▶ [Task instructions]: The answer is a single figure: how many lines below contain the word "rows".

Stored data
%%

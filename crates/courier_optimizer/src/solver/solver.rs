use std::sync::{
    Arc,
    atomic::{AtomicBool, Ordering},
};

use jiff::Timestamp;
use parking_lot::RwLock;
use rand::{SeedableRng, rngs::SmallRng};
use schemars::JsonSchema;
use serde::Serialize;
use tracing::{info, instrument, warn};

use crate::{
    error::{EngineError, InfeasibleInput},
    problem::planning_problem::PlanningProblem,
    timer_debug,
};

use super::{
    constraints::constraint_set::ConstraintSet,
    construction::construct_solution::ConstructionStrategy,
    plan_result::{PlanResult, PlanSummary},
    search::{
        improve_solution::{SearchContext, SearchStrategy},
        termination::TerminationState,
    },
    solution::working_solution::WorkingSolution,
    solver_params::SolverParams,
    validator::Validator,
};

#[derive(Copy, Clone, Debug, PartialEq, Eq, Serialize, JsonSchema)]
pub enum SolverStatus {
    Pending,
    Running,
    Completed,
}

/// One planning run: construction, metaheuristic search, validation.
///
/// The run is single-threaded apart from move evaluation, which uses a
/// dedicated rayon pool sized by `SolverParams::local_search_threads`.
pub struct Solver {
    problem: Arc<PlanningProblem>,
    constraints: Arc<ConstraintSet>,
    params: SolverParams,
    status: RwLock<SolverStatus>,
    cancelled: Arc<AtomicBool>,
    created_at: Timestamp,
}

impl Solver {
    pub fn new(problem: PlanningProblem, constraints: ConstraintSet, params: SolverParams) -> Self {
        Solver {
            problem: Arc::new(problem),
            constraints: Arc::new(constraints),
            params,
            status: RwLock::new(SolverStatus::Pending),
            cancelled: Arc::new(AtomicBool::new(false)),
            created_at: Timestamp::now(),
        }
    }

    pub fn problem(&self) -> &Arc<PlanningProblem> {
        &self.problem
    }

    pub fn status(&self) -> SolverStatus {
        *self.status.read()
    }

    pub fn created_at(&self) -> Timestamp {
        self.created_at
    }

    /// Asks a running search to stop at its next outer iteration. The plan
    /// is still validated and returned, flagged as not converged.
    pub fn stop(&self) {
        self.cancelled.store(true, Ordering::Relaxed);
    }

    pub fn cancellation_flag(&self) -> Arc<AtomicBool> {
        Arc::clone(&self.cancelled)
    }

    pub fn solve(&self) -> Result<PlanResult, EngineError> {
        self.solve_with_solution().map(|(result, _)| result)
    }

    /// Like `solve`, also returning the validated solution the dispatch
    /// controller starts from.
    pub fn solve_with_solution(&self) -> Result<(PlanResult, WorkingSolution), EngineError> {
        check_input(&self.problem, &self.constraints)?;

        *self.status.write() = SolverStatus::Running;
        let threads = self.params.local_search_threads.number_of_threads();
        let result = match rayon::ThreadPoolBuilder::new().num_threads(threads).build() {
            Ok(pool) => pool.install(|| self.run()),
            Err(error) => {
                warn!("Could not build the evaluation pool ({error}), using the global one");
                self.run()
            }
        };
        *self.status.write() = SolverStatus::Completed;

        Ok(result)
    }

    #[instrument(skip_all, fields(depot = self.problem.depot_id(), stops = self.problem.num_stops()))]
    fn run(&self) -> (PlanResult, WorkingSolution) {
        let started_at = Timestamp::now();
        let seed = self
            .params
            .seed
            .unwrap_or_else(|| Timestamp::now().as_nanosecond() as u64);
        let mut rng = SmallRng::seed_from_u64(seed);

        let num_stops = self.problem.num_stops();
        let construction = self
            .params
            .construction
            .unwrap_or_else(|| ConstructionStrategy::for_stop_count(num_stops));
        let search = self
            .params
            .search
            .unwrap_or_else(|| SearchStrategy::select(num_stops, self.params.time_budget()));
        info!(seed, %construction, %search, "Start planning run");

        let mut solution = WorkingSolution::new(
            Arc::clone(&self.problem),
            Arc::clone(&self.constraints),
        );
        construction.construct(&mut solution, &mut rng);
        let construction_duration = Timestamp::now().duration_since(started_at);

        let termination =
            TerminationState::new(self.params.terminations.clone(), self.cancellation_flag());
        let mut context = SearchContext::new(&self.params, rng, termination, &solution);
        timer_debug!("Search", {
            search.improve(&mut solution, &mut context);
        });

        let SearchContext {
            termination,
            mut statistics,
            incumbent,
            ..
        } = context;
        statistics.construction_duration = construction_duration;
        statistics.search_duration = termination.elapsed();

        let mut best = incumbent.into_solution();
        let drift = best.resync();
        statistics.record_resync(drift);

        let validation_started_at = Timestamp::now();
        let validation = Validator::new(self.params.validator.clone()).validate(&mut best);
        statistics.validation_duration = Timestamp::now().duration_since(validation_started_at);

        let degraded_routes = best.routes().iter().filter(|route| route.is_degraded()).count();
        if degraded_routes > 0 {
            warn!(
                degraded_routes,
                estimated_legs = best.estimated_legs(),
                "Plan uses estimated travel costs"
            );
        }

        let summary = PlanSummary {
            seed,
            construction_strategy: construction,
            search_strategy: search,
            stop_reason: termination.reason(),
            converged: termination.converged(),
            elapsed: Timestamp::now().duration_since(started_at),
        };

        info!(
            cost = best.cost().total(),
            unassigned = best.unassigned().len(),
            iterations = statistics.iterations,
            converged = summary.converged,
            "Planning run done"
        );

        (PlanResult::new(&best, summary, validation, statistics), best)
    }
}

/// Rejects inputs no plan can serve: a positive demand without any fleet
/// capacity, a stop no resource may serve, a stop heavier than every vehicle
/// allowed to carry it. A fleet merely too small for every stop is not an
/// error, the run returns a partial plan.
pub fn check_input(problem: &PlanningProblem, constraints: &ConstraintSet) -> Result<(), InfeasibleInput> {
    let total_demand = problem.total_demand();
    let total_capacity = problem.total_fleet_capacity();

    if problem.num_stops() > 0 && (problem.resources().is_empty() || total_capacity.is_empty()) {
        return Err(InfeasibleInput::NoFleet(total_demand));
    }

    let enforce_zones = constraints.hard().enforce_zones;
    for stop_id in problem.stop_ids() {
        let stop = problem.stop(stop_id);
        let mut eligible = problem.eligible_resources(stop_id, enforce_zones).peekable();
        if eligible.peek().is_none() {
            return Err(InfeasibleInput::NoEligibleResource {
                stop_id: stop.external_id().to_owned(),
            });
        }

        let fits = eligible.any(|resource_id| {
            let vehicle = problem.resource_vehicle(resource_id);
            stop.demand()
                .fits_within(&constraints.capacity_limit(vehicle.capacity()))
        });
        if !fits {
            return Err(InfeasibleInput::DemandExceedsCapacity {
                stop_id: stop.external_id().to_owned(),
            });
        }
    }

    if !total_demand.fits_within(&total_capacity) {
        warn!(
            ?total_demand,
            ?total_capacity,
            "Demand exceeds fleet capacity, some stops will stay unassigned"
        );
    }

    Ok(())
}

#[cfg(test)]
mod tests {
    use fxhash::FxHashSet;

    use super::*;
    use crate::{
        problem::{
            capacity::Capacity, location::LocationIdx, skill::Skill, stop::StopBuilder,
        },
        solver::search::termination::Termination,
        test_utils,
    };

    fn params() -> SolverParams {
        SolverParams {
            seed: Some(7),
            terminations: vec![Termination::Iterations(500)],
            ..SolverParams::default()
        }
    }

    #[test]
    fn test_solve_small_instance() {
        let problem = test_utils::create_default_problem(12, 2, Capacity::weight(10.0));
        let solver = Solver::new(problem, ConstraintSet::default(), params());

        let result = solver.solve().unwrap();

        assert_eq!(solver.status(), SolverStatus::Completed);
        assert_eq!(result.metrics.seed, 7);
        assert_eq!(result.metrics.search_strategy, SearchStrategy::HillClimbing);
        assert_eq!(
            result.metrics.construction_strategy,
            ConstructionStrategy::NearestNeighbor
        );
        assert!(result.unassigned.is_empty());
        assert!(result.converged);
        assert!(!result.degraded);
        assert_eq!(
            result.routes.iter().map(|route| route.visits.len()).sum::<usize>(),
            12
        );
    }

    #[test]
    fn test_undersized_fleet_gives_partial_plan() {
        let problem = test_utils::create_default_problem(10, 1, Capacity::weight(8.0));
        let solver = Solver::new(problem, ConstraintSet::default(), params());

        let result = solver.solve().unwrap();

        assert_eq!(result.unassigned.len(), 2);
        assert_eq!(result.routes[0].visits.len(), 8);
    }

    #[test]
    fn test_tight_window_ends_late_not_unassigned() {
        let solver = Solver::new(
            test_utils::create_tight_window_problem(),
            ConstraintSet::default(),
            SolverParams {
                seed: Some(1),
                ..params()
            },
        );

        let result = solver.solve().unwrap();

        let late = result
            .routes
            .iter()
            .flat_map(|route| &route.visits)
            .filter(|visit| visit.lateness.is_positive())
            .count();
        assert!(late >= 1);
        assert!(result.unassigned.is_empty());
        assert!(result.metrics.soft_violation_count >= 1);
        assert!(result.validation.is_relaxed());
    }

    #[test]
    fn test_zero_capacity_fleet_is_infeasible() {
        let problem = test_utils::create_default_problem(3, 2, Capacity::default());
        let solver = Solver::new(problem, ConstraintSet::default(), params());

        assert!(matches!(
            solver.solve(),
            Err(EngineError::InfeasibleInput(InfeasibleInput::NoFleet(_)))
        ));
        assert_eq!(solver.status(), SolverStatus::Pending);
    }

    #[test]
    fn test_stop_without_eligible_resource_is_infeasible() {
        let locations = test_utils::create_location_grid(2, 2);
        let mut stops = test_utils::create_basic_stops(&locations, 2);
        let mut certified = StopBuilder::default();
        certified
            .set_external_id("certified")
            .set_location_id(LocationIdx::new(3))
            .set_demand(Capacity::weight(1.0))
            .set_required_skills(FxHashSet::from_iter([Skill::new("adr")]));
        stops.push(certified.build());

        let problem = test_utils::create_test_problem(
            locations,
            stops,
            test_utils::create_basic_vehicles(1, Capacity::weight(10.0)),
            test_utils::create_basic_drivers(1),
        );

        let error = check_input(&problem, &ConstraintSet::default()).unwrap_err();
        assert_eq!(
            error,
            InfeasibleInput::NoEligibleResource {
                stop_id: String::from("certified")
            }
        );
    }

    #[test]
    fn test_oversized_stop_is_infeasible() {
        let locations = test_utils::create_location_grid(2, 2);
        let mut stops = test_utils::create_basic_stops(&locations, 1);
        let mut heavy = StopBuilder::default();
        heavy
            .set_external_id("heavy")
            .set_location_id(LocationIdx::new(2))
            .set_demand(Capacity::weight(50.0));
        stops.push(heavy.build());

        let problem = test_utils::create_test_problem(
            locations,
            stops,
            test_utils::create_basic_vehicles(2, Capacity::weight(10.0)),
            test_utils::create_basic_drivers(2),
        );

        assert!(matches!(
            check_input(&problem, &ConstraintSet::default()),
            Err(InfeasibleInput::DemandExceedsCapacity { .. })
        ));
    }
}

%%
%%

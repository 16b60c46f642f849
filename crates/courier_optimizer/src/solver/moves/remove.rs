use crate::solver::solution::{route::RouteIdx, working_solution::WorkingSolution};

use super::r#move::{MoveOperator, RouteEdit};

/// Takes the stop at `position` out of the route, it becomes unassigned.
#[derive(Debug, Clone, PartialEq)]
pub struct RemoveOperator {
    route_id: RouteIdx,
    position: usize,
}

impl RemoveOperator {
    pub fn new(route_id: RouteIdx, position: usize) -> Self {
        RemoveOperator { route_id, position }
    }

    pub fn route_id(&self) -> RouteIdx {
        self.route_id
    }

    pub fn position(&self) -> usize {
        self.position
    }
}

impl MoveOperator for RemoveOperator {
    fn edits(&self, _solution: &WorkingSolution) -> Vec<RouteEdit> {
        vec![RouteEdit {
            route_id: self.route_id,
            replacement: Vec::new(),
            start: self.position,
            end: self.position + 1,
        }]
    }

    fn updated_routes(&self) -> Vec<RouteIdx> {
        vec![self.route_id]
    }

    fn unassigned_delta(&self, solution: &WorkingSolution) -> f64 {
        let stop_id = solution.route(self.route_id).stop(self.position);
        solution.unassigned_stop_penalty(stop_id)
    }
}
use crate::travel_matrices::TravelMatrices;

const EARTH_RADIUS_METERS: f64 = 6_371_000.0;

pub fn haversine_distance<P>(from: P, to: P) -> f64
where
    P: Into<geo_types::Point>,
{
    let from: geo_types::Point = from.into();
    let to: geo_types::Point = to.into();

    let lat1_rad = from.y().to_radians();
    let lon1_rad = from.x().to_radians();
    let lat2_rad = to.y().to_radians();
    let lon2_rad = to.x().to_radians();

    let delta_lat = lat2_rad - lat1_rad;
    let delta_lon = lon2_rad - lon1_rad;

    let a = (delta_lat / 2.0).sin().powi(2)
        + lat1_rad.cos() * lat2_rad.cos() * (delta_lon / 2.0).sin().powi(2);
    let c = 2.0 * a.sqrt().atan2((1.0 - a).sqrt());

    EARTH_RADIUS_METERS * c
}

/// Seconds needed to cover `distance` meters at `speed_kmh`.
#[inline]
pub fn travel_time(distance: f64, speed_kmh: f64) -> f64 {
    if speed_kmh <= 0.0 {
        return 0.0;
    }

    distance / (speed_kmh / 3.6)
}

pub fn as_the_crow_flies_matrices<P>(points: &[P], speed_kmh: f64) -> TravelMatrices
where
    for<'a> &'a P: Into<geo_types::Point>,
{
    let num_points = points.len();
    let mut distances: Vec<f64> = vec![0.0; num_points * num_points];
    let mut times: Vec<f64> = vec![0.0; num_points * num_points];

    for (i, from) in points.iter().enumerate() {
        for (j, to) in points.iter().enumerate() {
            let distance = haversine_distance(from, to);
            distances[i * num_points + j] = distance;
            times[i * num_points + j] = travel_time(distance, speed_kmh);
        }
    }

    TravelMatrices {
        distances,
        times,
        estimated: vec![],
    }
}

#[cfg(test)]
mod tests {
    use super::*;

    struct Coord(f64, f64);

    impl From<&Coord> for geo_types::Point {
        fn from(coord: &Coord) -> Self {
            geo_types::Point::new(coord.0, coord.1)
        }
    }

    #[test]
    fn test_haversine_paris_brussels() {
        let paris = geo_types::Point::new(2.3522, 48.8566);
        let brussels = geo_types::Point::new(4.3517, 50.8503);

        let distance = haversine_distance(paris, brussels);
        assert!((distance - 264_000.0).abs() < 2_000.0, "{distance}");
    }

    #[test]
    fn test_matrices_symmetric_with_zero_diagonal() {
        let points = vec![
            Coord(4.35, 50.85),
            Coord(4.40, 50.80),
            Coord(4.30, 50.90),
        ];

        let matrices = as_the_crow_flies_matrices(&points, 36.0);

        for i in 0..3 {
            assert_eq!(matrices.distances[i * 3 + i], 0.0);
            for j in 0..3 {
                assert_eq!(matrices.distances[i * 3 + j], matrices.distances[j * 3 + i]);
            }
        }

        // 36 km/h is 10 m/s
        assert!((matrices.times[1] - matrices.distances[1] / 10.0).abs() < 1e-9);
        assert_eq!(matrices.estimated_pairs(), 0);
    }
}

%%
%%

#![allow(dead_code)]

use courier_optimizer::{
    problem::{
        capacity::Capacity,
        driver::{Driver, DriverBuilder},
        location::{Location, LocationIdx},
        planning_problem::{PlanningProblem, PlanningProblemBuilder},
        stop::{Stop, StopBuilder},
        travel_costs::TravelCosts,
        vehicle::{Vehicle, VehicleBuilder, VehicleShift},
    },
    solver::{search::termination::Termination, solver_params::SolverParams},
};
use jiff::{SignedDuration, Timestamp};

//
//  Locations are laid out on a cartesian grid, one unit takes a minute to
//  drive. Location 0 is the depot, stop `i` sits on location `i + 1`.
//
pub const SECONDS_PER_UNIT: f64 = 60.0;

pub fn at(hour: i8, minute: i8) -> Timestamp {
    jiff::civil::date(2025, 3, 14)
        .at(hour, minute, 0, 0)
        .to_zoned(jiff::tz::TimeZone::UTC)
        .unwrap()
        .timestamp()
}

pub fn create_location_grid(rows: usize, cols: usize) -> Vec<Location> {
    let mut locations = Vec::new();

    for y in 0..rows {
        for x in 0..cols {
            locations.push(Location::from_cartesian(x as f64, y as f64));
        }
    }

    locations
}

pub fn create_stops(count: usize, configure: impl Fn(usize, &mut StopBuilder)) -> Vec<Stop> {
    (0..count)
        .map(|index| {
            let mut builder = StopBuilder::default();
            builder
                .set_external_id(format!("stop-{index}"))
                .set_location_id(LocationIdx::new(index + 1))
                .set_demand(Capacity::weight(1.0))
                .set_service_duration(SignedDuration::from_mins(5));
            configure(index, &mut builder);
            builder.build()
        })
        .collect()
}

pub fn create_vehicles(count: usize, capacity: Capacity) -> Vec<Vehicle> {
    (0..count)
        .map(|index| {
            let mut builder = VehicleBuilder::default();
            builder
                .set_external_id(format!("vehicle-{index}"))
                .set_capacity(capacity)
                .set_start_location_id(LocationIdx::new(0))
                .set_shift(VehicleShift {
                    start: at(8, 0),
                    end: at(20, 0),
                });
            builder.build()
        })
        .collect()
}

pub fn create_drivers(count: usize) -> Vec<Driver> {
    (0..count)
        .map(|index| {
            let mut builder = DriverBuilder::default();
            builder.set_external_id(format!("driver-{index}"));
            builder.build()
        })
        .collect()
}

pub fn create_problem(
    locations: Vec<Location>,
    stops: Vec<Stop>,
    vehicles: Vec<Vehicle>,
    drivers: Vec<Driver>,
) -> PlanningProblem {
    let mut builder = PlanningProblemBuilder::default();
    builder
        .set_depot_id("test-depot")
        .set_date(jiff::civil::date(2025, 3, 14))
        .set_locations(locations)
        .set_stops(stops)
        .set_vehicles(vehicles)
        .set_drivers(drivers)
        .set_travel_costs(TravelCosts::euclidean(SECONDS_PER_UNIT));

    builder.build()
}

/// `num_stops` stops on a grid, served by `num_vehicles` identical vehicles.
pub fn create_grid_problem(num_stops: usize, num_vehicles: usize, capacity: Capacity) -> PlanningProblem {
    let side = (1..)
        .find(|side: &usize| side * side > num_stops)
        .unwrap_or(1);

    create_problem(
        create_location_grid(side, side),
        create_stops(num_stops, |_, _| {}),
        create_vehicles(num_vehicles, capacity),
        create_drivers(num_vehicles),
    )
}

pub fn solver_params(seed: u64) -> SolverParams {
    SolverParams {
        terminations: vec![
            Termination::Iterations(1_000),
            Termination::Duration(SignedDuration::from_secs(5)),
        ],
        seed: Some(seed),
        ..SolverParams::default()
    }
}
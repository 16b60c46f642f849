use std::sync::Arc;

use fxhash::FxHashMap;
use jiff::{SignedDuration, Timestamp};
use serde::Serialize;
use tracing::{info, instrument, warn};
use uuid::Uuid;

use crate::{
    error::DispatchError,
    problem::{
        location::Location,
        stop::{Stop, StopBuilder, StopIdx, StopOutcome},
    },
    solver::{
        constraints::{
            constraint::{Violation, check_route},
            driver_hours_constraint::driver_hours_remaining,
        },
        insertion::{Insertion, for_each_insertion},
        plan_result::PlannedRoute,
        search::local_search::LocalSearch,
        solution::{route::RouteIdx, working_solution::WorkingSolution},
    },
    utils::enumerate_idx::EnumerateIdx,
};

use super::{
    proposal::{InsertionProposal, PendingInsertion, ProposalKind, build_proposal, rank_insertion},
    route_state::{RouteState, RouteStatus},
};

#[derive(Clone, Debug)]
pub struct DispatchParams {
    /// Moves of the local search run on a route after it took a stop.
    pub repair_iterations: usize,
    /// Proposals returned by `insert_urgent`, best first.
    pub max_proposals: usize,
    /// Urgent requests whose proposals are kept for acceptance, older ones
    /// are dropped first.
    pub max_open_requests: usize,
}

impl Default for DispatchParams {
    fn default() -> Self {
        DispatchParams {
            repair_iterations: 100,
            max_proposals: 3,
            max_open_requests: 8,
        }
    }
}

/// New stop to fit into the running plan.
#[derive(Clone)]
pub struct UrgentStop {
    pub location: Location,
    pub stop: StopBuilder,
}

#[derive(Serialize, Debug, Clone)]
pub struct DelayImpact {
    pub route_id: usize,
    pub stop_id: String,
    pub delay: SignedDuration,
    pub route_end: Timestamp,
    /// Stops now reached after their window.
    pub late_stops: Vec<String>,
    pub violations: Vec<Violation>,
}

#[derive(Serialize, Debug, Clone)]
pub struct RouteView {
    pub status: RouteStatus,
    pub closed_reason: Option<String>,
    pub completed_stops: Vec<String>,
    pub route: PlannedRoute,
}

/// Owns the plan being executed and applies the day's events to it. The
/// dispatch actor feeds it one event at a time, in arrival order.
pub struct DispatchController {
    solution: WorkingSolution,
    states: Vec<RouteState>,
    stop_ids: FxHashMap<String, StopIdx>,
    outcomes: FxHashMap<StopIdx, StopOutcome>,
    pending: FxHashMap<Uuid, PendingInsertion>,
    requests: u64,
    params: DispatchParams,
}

%%

▶ [Written answer]: 2